[Data entries]

───

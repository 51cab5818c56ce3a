//! Request ID middleware for request tracing and correlation.
//!
//! Reuses the `x-request-id` supplied by an upstream proxy or generates a
//! UUID v4. The id is recorded on the request span, tagged on the Sentry
//! scope, and echoed in the response headers.

use axum::{extract::Request, http::HeaderValue, middleware::Next, response::Response};
use tracing::Span;
use uuid::Uuid;

/// The HTTP header name for request IDs.
pub const REQUEST_ID_HEADER: &str = "x-request-id";

/// Longest upstream id accepted as-is; anything longer is replaced.
const MAX_REQUEST_ID_LENGTH: usize = 128;

/// Middleware that ensures every request has a unique request ID.
pub async fn request_id_middleware(request: Request, next: Next) -> Response {
    let request_id = request
        .headers()
        .get(REQUEST_ID_HEADER)
        .and_then(|h| h.to_str().ok())
        .filter(|id| !id.is_empty() && id.len() <= MAX_REQUEST_ID_LENGTH)
        .map_or_else(|| Uuid::new_v4().to_string(), String::from);

    Span::current().record("request_id", request_id.as_str());

    sentry::configure_scope(|scope| {
        scope.set_tag("request_id", &request_id);
    });

    let mut response = next.run(request).await;

    if let Ok(value) = HeaderValue::from_str(&request_id) {
        response.headers_mut().insert(REQUEST_ID_HEADER, value);
    }

    response
}

#[cfg(test)]
#[allow(clippy::unwrap_used)]
mod tests {
    use axum::{Router, body::Body, http::Request, middleware, routing::get};
    use tower::ServiceExt;

    use super::*;

    fn app() -> Router {
        Router::new()
            .route("/", get(|| async { "ok" }))
            .layer(middleware::from_fn(request_id_middleware))
    }

    #[tokio::test]
    async fn test_generates_request_id() {
        let response = app()
            .oneshot(Request::get("/").body(Body::empty()).unwrap())
            .await
            .unwrap();

        let id = response.headers().get(REQUEST_ID_HEADER).unwrap();
        assert!(Uuid::parse_str(id.to_str().unwrap()).is_ok());
    }

    #[tokio::test]
    async fn test_echoes_upstream_request_id() {
        let response = app()
            .oneshot(
                Request::get("/")
                    .header(REQUEST_ID_HEADER, "edge-7f3a")
                    .body(Body::empty())
                    .unwrap(),
            )
            .await
            .unwrap();

        assert_eq!(response.headers()[REQUEST_ID_HEADER], "edge-7f3a");
    }

    #[tokio::test]
    async fn test_replaces_oversized_request_id() {
        let oversized = "a".repeat(MAX_REQUEST_ID_LENGTH + 1);
        let response = app()
            .oneshot(
                Request::get("/")
                    .header(REQUEST_ID_HEADER, oversized.as_str())
                    .body(Body::empty())
                    .unwrap(),
            )
            .await
            .unwrap();

        assert_ne!(response.headers()[REQUEST_ID_HEADER], oversized.as_str());
    }
}
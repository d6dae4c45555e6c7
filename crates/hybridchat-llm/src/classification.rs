//! Failure classification for primary-provider errors.
//!
//! A failure is fallback-worthy when it looks environmental (auth, quota,
//! upstream outage, unreachable host) rather than a problem with the request
//! itself. The policy is two literal tables so it can be reviewed and
//! enumerated in tests.

use crate::backend::LlmError;

/// Upstream statuses that send the request to the secondary provider.
pub const FALLBACK_STATUS_CODES: &[u16] = &[401, 429, 500, 502, 503, 504];

/// Case-insensitive substrings that mark a connection-level failure.
/// Matched against the full error text regardless of status.
pub const TRANSPORT_ERROR_PATTERNS: &[&str] = &[
    "econnrefused",
    "etimedout",
    "enotfound",
    "fetch failed",
    "connection refused",
    "timed out",
    "dns error",
    "failed to lookup address",
    "error sending request",
];

/// Whether a primary failure should be retried once on the secondary.
pub fn is_fallback_worthy(err: &LlmError) -> bool {
    if let Some(status) = err.status() {
        if FALLBACK_STATUS_CODES.contains(&status) {
            return true;
        }
    }
    let text = err.to_string().to_lowercase();
    TRANSPORT_ERROR_PATTERNS.iter().any(|p| text.contains(p))
}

───

→ **Work to be completed**
In the entries above, please find the line with "the response headers." and the line with "pub const REQUEST_ID_HEADER: &str", then write out exactly those two lines and every line between them, and nothing more.

→ **Response to this exercise**
//! scope, and echoed in the response headers.

use axum::{extract::Request, http::HeaderValue, middleware::Next, response::Response};
use tracing::Span;
use uuid::Uuid;

/// The HTTP header name for request IDs.
pub const REQUEST_ID_HEADER: &str = "x-request-id";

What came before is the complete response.